Enhanced Antimicrobial Activity of Biogenic Zinc Oxide (ZnO) Nanoparticles

This study reports the facile biogenic synthesis of zinc oxide nanoparticles (ZnO NPs) using Tectona grandis (Teak) leaves and Curcuma longa (Curcumin) extracts as eco-friendly capping and reducing agents. Pathogenic bacterium (K. pneumoniae SGGDG) and fungus (Exophiala sp. SGVMC), identified by rRNA gene sequencing, were used for subsequent antimicrobial evaluation. UV–vis spectroscopy monitored the synthesis, revealing significantly faster kinetics with Curcumin (∼0.0083 min⁻¹) compared to Teak extract (∼0.0038 min⁻¹).
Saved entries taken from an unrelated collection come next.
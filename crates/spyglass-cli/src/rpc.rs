use anyhow::Context;
use reqwest::Client;
use serde_json::Value;

/// Post a JSON-RPC request to the gateway and return its `result` value.
///
/// Understands both deployment transports: a plain JSON body and the
/// single `data: <json>` event-stream frame.
pub async fn call(gateway_url: &str, method: &str, params: Value) -> anyhow::Result<Value> {
    let client = Client::new();

    let resp = client
        .post(format!("{gateway_url}/mcp"))
        .json(&serde_json::json!({
            "jsonrpc": "2.0",
            "id": 1,
            "method": method,
            "params": params,
        }))
        .send()
        .await?;

    let body = resp.text().await?;
    let envelope = parse_envelope(&body)?;

    if let Some(error) = envelope.get("error") {
        anyhow::bail!("gateway error: {}", serde_json::to_string_pretty(error)?);
    }

    envelope
        .get("result")
        .cloned()
        .context("response has no result")
}

/// Invoke a tool by name and return its result.
pub async fn call_tool(gateway_url: &str, name: &str, arguments: Value) -> anyhow::Result<Value> {
    call(
        gateway_url,
        "tools/call",
        serde_json::json!({ "name": name, "arguments": arguments }),
    )
    .await
}

/// Print a tool result's text content blocks.
pub fn print_content(result: &Value) {
    match result.get("content").and_then(Value::as_array) {
        Some(blocks) => {
            for block in blocks {
                if let Some(text) = block.get("text").and_then(Value::as_str) {
                    println!("{text}");
                }
            }
        }
        None => println!("{result}"),
    }
}

fn parse_envelope(body: &str) -> anyhow::Result<Value> {
    let json = match body.strip_prefix("data: ") {
        Some(frame) => frame.trim_end(),
        None => body,
    };

    serde_json::from_str(json).context("gateway returned an unparsable body")
}
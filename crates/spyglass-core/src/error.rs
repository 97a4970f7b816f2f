/// Core error type for the spyglass gateway.
///
/// The variants split into two channels: protocol-level failures
/// (`Parse`, `MethodNotFound`, `UnknownTool`, `Config`, `Internal`) become
/// JSON-RPC error objects, while `ToolExecution` is folded into the tool's
/// content text at the handler boundary and never reaches the wire as a
/// protocol error.
#[derive(Debug, thiserror::Error)]
pub enum Error {
    #[error("invalid JSON request")]
    Parse,

    #[error("unknown method: {0}")]
    MethodNotFound(String),

    #[error("unknown tool: {0}")]
    UnknownTool(String),

    #[error("configuration error: {0}")]
    Config(String),

    #[error("{0}")]
    ToolExecution(String),

    #[error("internal error: {0}")]
    Internal(String),
}
/// Companion argument consumed right after a tag (e.g. the string after
/// `:comparator`).
#[derive(Debug, Clone, PartialEq, Eq)]
pub struct ExtraArg {
    /// Accepted types for the companion.
    pub types: Vec<ValueType>,
    /// Allowed values; empty means unconstrained. For string companions the
    /// comparison is against the unquoted content.
    pub values: Vec<String>,
    /// Tag spellings that take the companion; empty means all of them.
    pub valid_for: Vec<String>,
}

impl ExtraArg {
    /// Companion is a single string.
    #[must_use]
    pub fn string() -> Self {
        Self {
            types: vec![ValueType::String],
            values: Vec::new(),
            valid_for: Vec::new(),
        }
    }

    /// Companion is a number.
    #[must_use]
    pub fn number() -> Self {
        Self {
            types: vec![ValueType::Number],
            values: Vec::new(),
            valid_for: Vec::new(),
        }
    }

    /// Companion is a string or a string list.
    #[must_use]
    pub fn string_or_list() -> Self {
        Self {
            types: vec![ValueType::String, ValueType::StringList],
            values: Vec::new(),
            valid_for: Vec::new(),
        }
    }

    /// Restricts the companion to the given values.
    #[must_use]
    pub fn values(mut self, values: &[&str]) -> Self {
        self.values = values.iter().map(|v| (*v).to_string()).collect();
        self
    }

    /// Restricts which tag spellings consume the companion.
    #[must_use]
    pub fn valid_for(mut self, tags: &[&str]) -> Self {
        self.valid_for = tags.iter().map(|v| (*v).to_string()).collect();
        self
    }

    /// Whether the given tag spelling consumes this companion.
    #[must_use]
    pub fn applies_to(&self, tag: &str) -> bool {
        self.valid_for.is_empty()
            || self.valid_for.iter().any(|v| v.eq_ignore_ascii_case(tag))
    }
}

/// One argument slot of a command definition.
///
/// Tag slots double as mutual-exclusion groups: a slot binds at most one of
/// its spellings, so `:is` and `:contains` (same slot) cannot both appear.
#[derive(Debug, Clone, PartialEq, Eq)]
pub struct ArgSlot {
    /// Semantic name (`"match-type"`, `"key-list"`, ...).
    pub name: String,
    /// Accepted types.
    pub types: Vec<ValueType>,
    /// Whether the slot must be filled.
    pub required: bool,
    /// Allowed tag spellings for tag slots.
    pub values: Vec<String>,
    /// Additional tag spellings gated on an extension
    /// (spelling, extension name).
    pub extension_values: Vec<(String, String)>,
    /// Extension gating the whole slot (e.g. `:copy` needs `copy`).
    pub extension: Option<String>,
    /// Companion argument description, if any.
    pub extra: Option<ExtraArg>,
}

impl ArgSlot {
    fn new(name: &str, types: Vec<ValueType>) -> Self {
        Self {
            name: name.to_string(),
            types,
            required: false,
            values: Vec::new(),
            extension_values: Vec::new(),
            extension: None,
            extra: None,
        }
    }

    /// Optional tag slot accepting the given spellings.
    #[must_use]
    pub fn tag(name: &str, values: &[&str]) -> Self {
        let mut slot = Self::new(name, vec![ValueType::Tag]);
        slot.values = values.iter().map(|v| (*v).to_string()).collect();
        slot
    }

    /// String slot.
    #[must_use]
    pub fn string(name: &str) -> Self {
        Self::new(name, vec![ValueType::String])
    }

    /// String-or-string-list slot.
    #[must_use]
    pub fn string_or_list(name: &str) -> Self {
        Self::new(name, vec![ValueType::String, ValueType::StringList])
    }

    /// Number slot.
    #[must_use]
    pub fn number(name: &str) -> Self {
        Self::new(name, vec![ValueType::Number])
    }

    /// Single nested test slot.
    #[must_use]
    pub fn test(name: &str) -> Self {
        Self::new(name, vec![ValueType::Test])
    }

    /// Parenthesized test-list slot.
    #[must_use]
    pub fn test_list(name: &str) -> Self {
        Self::new(name, vec![ValueType::TestList])
    }

    /// Marks the slot required.
    #[must_use]
    pub fn required(mut self) -> Self {
        self.required = true;
        self
    }

    /// Gates the whole slot on an extension.
    #[must_use]
    pub fn requires_extension(mut self, extension: &str) -> Self {
        self.extension = Some(extension.to_string());
        self
    }

    /// Adds a tag spelling gated on an extension.
    #[must_use]
    pub fn extension_value(mut self, value: &str, extension: &str) -> Self {
        self.extension_values
            .push((value.to_string(), extension.to_string()));
        self
    }

    /// Attaches a companion argument.
    #[must_use]
    pub fn with_companion(mut self, extra: ExtraArg) -> Self {
        self.extra = Some(extra);
        self
    }

    /// Whether this is a tag slot.
    #[must_use]
    pub fn is_tag(&self) -> bool {
        self.types.contains(&ValueType::Tag)
    }

    /// Whether the slot accepts a value of the given lexical type.
    ///
    /// A bare string satisfies a string-list slot (RFC 5228: brackets are
    /// optional around a single string).
    #[must_use]
    pub fn accepts(&self, value_type: ValueType) -> bool {
        self.types.contains(&value_type)
            || (value_type == ValueType::String && self.types.contains(&ValueType::StringList))
    }

    /// Matches a tag spelling against this slot.
    ///
    /// Returns the extension the spelling is gated on, if any
    /// (`Some(None)` = matched, ungated).
    #[must_use]
    pub fn match_tag(&self, tag: &str) -> Option<Option<&str>> {
        if self.values.iter().any(|v| v.eq_ignore_ascii_case(tag)) {
            return Some(None);
        }
        self.extension_values
            .iter()
            .find(|(v, _)| v.eq_ignore_ascii_case(tag))
            .map(|(_, ext)| Some(ext.as_str()))
    }
}
//! Connection management: TCP/TLS streams, framing, configuration.

mod config;
mod framed;
mod stream;

pub use config::{Config, ConfigBuilder, DEFAULT_PORT, Security};
pub use framed::FramedStream;
pub use stream::{SieveStream, connect_plain, create_tls_connector};
impl Client {
    /// Creates a disconnected client.
    #[must_use]
    pub fn new(config: Config) -> Self {
        Self {
            config,
            stream: None,
            state: SessionState::Disconnected,
            capabilities: Capabilities::default(),
        }
    }

    /// Connects, reads the greeting and (per configuration) performs the
    /// opportunistic STARTTLS upgrade.
    ///
    /// # Errors
    ///
    /// Any failure here leaves the session in the failed state.
    pub async fn connect(&mut self) -> Result<()> {
        if self.state.is_connected() {
            return Err(Error::InvalidState("already connected".into()));
        }
        let connect_timeout = self.config.connect_timeout;
        tracing::debug!(host = %self.config.host, port = self.config.port, "connecting");
        let stream = match timeout(
            connect_timeout,
            connect_plain(&self.config.host, self.config.port),
        )
        .await
        {
            Ok(Ok(stream)) => stream,
            Ok(Err(err)) => {
                self.state = SessionState::Failed;
                return Err(err);
            }
            Err(_) => {
                self.state = SessionState::Failed;
                return Err(Error::Timeout(connect_timeout));
            }
        };
        self.stream = Some(FramedStream::new(stream));
        self.read_greeting().await?;

        // opportunistic upgrade: only when the server offers it
        if self.config.security == Security::StartTls && self.capabilities.has_starttls() {
            self.starttls().await?;
        }
        Ok(())
    }

    /// Upgrades the connection to TLS and re-reads the capability
    /// announcement (RFC 5804 section 2.2).
    pub async fn starttls(&mut self) -> Result<()> {
        if self.state != SessionState::Greeted {
            return Err(Error::InvalidState(
                "STARTTLS is only valid before authentication".into(),
            ));
        }
        if !self.capabilities.has_starttls() {
            return Err(Error::Unsupported("server does not offer STARTTLS".into()));
        }
        let response = self.exchange(&Command::StartTls).await?;
        Self::check_ok(&response)?;

        let framed = self
            .stream
            .take()
            .ok_or_else(|| Error::InvalidState("not connected".into()))?;
        let tls = match framed.into_inner().upgrade_to_tls(&self.config.host).await {
            Ok(tls) => tls,
            Err(err) => {
                self.state = SessionState::Failed;
                return Err(err);
            }
        };
        self.stream = Some(FramedStream::new(tls));

        // the server re-announces its capabilities over the fresh channel
        let response = match self.read_response().await {
            Ok(response) => response,
            Err(err) => return Err(self.poison(err)),
        };
        Self::check_ok(&response)?;
        self.capabilities = Capabilities::parse(&response.lines);
        Ok(())
    }
}
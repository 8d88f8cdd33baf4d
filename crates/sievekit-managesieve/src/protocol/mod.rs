//! Sans-I/O pieces of the ManageSieve protocol: response parsing,
//! capability handling and the session state machine.

mod response;
mod state;

pub use response::{Capabilities, Completion, ResponseCode, ResponseStatus, ScriptEntry};
pub use state::SessionState;

pub(crate) use response::{literal_marker, parse_completion, unquote};
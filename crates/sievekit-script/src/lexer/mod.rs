//! Lexer for the Sieve filtering language.
//!
//! Produces a lazy token stream over UTF-8 source text, following the
//! lexical rules of RFC 5228 section 2. Every token carries the line it
//! starts on so later stages can point diagnostics at the source.

mod token;

pub use token::{Token, TokenKind};

use crate::{Error, Result};

/// Sieve lexer state.
pub struct Lexer<'a> {
    input: &'a [u8],
    pos: usize,
    line: usize,
}

impl<'a> Lexer<'a> {
    /// Creates a new lexer for the given source text.
    #[must_use]
    pub const fn new(input: &'a str) -> Self {
        Self {
            input: input.as_bytes(),
            pos: 0,
            line: 1,
        }
    }

    /// Returns the current 1-based line number.
    #[must_use]
    pub const fn line(&self) -> usize {
        self.line
    }

    fn peek(&self) -> Option<u8> {
        self.input.get(self.pos).copied()
    }

    fn peek_at(&self, offset: usize) -> Option<u8> {
        self.input.get(self.pos + offset).copied()
    }

    fn advance(&mut self) -> Option<u8> {
        let byte = self.peek()?;
        self.pos += 1;
        if byte == b'\n' {
            self.line += 1;
        }
        Some(byte)
    }

    fn skip_whitespace(&mut self) {
        while let Some(b) = self.peek() {
            if matches!(b, b' ' | b'\t' | b'\r' | b'\n') {
                self.advance();
            } else {
                break;
            }
        }
    }

    /// Reads the next token, or `None` at end of input.
    ///
    /// Comments are returned as tokens; callers that do not care about them
    /// filter on [`Token::is_comment`].
    pub fn next_token(&mut self) -> Result<Option<Token>> {
        self.skip_whitespace();

        let start_line = self.line;
        let Some(byte) = self.peek() else {
            return Ok(None);
        };

        let kind = match byte {
            b'(' => self.single(TokenKind::LParen),
            b')' => self.single(TokenKind::RParen),
            b'{' => self.single(TokenKind::LBrace),
            b'}' => self.single(TokenKind::RBrace),
            b'[' => self.single(TokenKind::LBracket),
            b']' => self.single(TokenKind::RBracket),
            b',' => self.single(TokenKind::Comma),
            b';' => self.single(TokenKind::Semicolon),
            b'#' => self.read_hash_comment(),
            b'/' if self.peek_at(1) == Some(b'*') => self.read_bracket_comment(start_line)?,
            b'"' => self.read_quoted_string(start_line)?,
            b':' => self.read_tag(start_line)?,
            b'0'..=b'9' => self.read_number(start_line)?,
            b'A'..=b'Z' | b'a'..=b'z' | b'_' => self.read_identifier_or_multiline(start_line)?,
            other => {
                return Err(Error::lex(
                    start_line,
                    format!("unexpected character '{}'", other as char),
                ));
            }
        };

        Ok(Some(Token::new(kind, start_line)))
    }

    fn single(&mut self, kind: TokenKind) -> TokenKind {
        self.advance();
        kind
    }

    fn read_hash_comment(&mut self) -> TokenKind {
        let start = self.pos;
        while let Some(b) = self.peek() {
            if b == b'\n' || b == b'\r' {
                break;
            }
            self.advance();
        }
        TokenKind::HashComment(self.text_from(start))
    }

    fn read_bracket_comment(&mut self, start_line: usize) -> Result<TokenKind> {
        let start = self.pos;
        self.advance(); // '/'
        self.advance(); // '*'
        loop {
            match self.peek() {
                Some(b'*') if self.peek_at(1) == Some(b'/') => {
                    self.advance();
                    self.advance();
                    return Ok(TokenKind::BracketComment(self.text_from(start)));
                }
                Some(_) => {
                    self.advance();
                }
                None => return Err(Error::lex(start_line, "unterminated bracket comment")),
            }
        }
    }

    fn read_quoted_string(&mut self, start_line: usize) -> Result<TokenKind> {
        self.advance(); // opening quote
        let mut result = Vec::new();
        loop {
            match self.advance() {
                Some(b'"') => break,
                Some(b'\\') => match self.advance() {
                    Some(b'"') => result.push(b'"'),
                    Some(b'\\') => result.push(b'\\'),
                    // RFC 5228 only names " and \; anything else stays as
                    // written so scripts using e.g. "\d" survive round-trips.
                    Some(c) => {
                        result.push(b'\\');
                        result.push(c);
                    }
                    None => return Err(Error::lex(start_line, "unterminated string")),
                },
                Some(c) => result.push(c),
                None => return Err(Error::lex(start_line, "unterminated string")),
            }
        }
        let text = String::from_utf8(result)
            .map_err(|_| Error::lex(start_line, "invalid UTF-8 in string"))?;
        Ok(TokenKind::String(text))
    }

    fn read_tag(&mut self, start_line: usize) -> Result<TokenKind> {
        let start = self.pos;
        self.advance(); // ':'
        if !matches!(self.peek(), Some(b'A'..=b'Z' | b'a'..=b'z' | b'_')) {
            return Err(Error::lex(start_line, "expected identifier after ':'"));
        }
        while matches!(self.peek(), Some(b'A'..=b'Z' | b'a'..=b'z' | b'0'..=b'9' | b'_')) {
            self.advance();
        }
        Ok(TokenKind::Tag(self.text_from(start)))
    }

    fn read_number(&mut self, start_line: usize) -> Result<TokenKind> {
        let start = self.pos;
        while matches!(self.peek(), Some(b'0'..=b'9')) {
            self.advance();
        }
        let digits_end = self.pos;

        let multiplier: u64 = match self.peek() {
            Some(b'K' | b'k') => 1 << 10,
            Some(b'M' | b'm') => 1 << 20,
            Some(b'G' | b'g') => 1 << 30,
            Some(b @ (b'A'..=b'Z' | b'a'..=b'z' | b'_')) => {
                return Err(Error::lex(
                    start_line,
                    format!("invalid number quantifier '{}'", b as char),
                ));
            }
            _ => 1,
        };
        if multiplier != 1 {
            self.advance();
            // a quantifier is a single trailing letter
            if let Some(b @ (b'A'..=b'Z' | b'a'..=b'z' | b'0'..=b'9' | b'_')) = self.peek() {
                return Err(Error::lex(
                    start_line,
                    format!("invalid number quantifier '{}'", b as char),
                ));
            }
        }

        let digits = std::str::from_utf8(&self.input[start..digits_end])
            .map_err(|_| Error::lex(start_line, "invalid number"))?;
        let value = digits
            .parse::<u64>()
            .ok()
            .and_then(|v| v.checked_mul(multiplier))
            .ok_or_else(|| Error::lex(start_line, "number too large"))?;

        Ok(TokenKind::Number {
            value,
            text: self.text_from(start),
        })
    }

    fn read_identifier_or_multiline(&mut self, start_line: usize) -> Result<TokenKind> {
        let start = self.pos;
        while matches!(self.peek(), Some(b'A'..=b'Z' | b'a'..=b'z' | b'0'..=b'9' | b'_')) {
            self.advance();
        }
        let ident = self.text_from(start);

        // `text:` introduces a multiline string rather than identifier + tag.
        if ident.eq_ignore_ascii_case("text") && self.peek() == Some(b':') {
            self.advance();
            return self.read_multiline_body(start_line);
        }

        Ok(TokenKind::Identifier(ident))
    }

    fn read_multiline_body(&mut self, start_line: usize) -> Result<TokenKind> {
        // Anything left on the `text:` line (whitespace, a trailing hash
        // comment) is discarded up to and including the newline.
        loop {
            match self.advance() {
                Some(b'\n') => break,
                Some(_) => {}
                None => return Err(Error::lex(start_line, "unterminated multiline string")),
            }
        }

        let mut lines: Vec<String> = Vec::new();
        loop {
            let mut raw = Vec::new();
            let mut saw_newline = false;
            while let Some(b) = self.advance() {
                if b == b'\n' {
                    saw_newline = true;
                    break;
                }
                raw.push(b);
            }
            if raw.last() == Some(&b'\r') {
                raw.pop();
            }
            if raw == b"." {
                let mut body = lines.join("\n");
                if !body.is_empty() {
                    body.push('\n');
                }
                return Ok(TokenKind::Multiline(body));
            }
            if !saw_newline {
                return Err(Error::lex(start_line, "unterminated multiline string"));
            }
            // dot-stuffing: a leading '.' protects a line starting with one
            let unstuffed = if raw.first() == Some(&b'.') {
                raw[1..].to_vec()
            } else {
                raw
            };
            let text = String::from_utf8(unstuffed)
                .map_err(|_| Error::lex(start_line, "invalid UTF-8 in multiline string"))?;
            lines.push(text);
        }
    }

    fn text_from(&self, start: usize) -> String {
        String::from_utf8_lossy(&self.input[start..self.pos]).into_owned()
    }
}

impl Iterator for Lexer<'_> {
    type Item = Result<Token>;

    fn next(&mut self) -> Option<Self::Item> {
        self.next_token().transpose()
    }
}

#[cfg(test)]
mod tests {
    use super::*;

    fn kinds(input: &str) -> Vec<TokenKind> {
        Lexer::new(input)
            .map(|t| t.map(|t| t.kind))
            .collect::<Result<Vec<_>>>()
            .unwrap()
    }

    #[test]
    fn test_simple_tokens() {
        assert_eq!(
            kinds("keep;"),
            vec![
                TokenKind::Identifier("keep".into()),
                TokenKind::Semicolon,
            ]
        );
    }

    #[test]
    fn test_tags_and_strings() {
        assert_eq!(
            kinds(r#"header :is "Sender" "a@b""#),
            vec![
                TokenKind::Identifier("header".into()),
                TokenKind::Tag(":is".into()),
                TokenKind::String("Sender".into()),
                TokenKind::String("a@b".into()),
            ]
        );
    }

    #[test]
    fn test_string_escapes() {
        assert_eq!(
            kinds(r#""a \"quoted\" \\ word""#),
            vec![TokenKind::String(r#"a "quoted" \ word"#.into())]
        );
    }

    #[test]
    fn test_string_with_newline() {
        // RFC 5228 quoted-safe allows line breaks inside quoted strings.
        let toks = kinds("\"two\nlines\" keep");
        assert_eq!(toks[0], TokenKind::String("two\nlines".into()));
        assert_eq!(toks[1], TokenKind::Identifier("keep".into()));
    }

    #[test]
    fn test_numbers_with_quantifiers() {
        assert_eq!(
            kinds("10 100k 2M 1G"),
            vec![
                TokenKind::Number {
                    value: 10,
                    text: "10".into()
                },
                TokenKind::Number {
                    value: 100 * 1024,
                    text: "100k".into()
                },
                TokenKind::Number {
                    value: 2 * 1024 * 1024,
                    text: "2M".into()
                },
                TokenKind::Number {
                    value: 1024 * 1024 * 1024,
                    text: "1G".into()
                },
            ]
        );
    }

    #[test]
    fn test_invalid_quantifier() {
        let err = Lexer::new("10Q").next_token().unwrap_err();
        assert!(matches!(err, Error::Lex { line: 1, .. }));

        let err = Lexer::new("10Kb").next_token().unwrap_err();
        assert!(err.to_string().contains("quantifier"));
    }

    #[test]
    fn test_comments() {
        let toks = kinds("# a comment\nkeep /* inner\ncomment */ ;");
        assert_eq!(toks[0], TokenKind::HashComment("# a comment".into()));
        assert_eq!(toks[1], TokenKind::Identifier("keep".into()));
        assert!(matches!(toks[2], TokenKind::BracketComment(_)));
        assert_eq!(toks[3], TokenKind::Semicolon);
    }

    #[test]
    fn test_unterminated_bracket_comment() {
        let mut lexer = Lexer::new("/* never closed");
        assert!(lexer.next_token().is_err());
    }

    #[test]
    fn test_line_numbers() {
        let mut lexer = Lexer::new("keep;\n# c\n\ndiscard;");
        assert_eq!(lexer.next_token().unwrap().unwrap().line, 1);
        assert_eq!(lexer.next_token().unwrap().unwrap().line, 1);
        assert_eq!(lexer.next_token().unwrap().unwrap().line, 2);
        assert_eq!(lexer.next_token().unwrap().unwrap().line, 4);
    }

    #[test]
    fn test_multiline_string() {
        let src = "text:\nline one\nline two\n.\n;";
        let toks = kinds(src);
        assert_eq!(
            toks[0],
            TokenKind::Multiline("line one\nline two\n".into())
        );
        assert_eq!(toks[1], TokenKind::Semicolon);
    }

    #[test]
    fn test_multiline_dot_stuffing() {
        let src = "text:\n..leading dot\nplain\n.\n";
        assert_eq!(
            kinds(src)[0],
            TokenKind::Multiline(".leading dot\nplain\n".into())
        );
    }

    #[test]
    fn test_multiline_keeps_comment_markers() {
        // `/*` inside a multiline body is literal text, not a comment
        let src = "text:\n/* not a comment */\n.\n";
        assert_eq!(
            kinds(src)[0],
            TokenKind::Multiline("/* not a comment */\n".into())
        );
    }

    #[test]
    fn test_multiline_line_counting() {
        let mut lexer = Lexer::new("text:\na\nb\n.\nkeep");
        lexer.next_token().unwrap();
        let keep = lexer.next_token().unwrap().unwrap();
        assert_eq!(keep.line, 5);
    }

    #[test]
    fn test_unterminated_multiline() {
        let mut lexer = Lexer::new("text:\nno terminator");
        assert!(lexer.next_token().is_err());
    }

    #[test]
    fn test_unterminated_string() {
        let mut lexer = Lexer::new("\"open");
        assert!(lexer.next_token().is_err());
    }

    #[test]
    fn test_unexpected_character() {
        let err = Lexer::new("&").next_token().unwrap_err();
        assert!(err.to_string().contains("unexpected character"));
    }

    #[test]
    fn test_empty_input() {
        assert!(Lexer::new("   \n\t ").next_token().unwrap().is_none());
    }
}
Advanced characterization (XRD, FESEM, TEM, and FOM) confirmed nanocrystalline ZnO NPs and average crystallite sizes of ∼17.43 nm (Curcumin-capped) and ∼20.45 nm (Teak-coated), validating successful biogenic encapsulation. Crucially, antimicrobial assays demonstrated a remarkable enhancement in efficacy for the biogenically capped ZnO NPs. Curcumin-capped ZnO NPs exhibited superior antibacterial (1.095 cm inhibition) and antifungal (0.764 cm inhibition) activities against both pathogens, outperforming bare ZnO NPs and Teak-coated counterparts. This enhanced activity is attributed to a synergistic effect, likely involving reactive oxygen species generation and membrane disruption. These findings highlight a promising eco-friendly route for developing highly effective antimicrobial nanomaterials, particularly Curcumin-capped ZnO NPs, for diverse biomedical and environmental applications.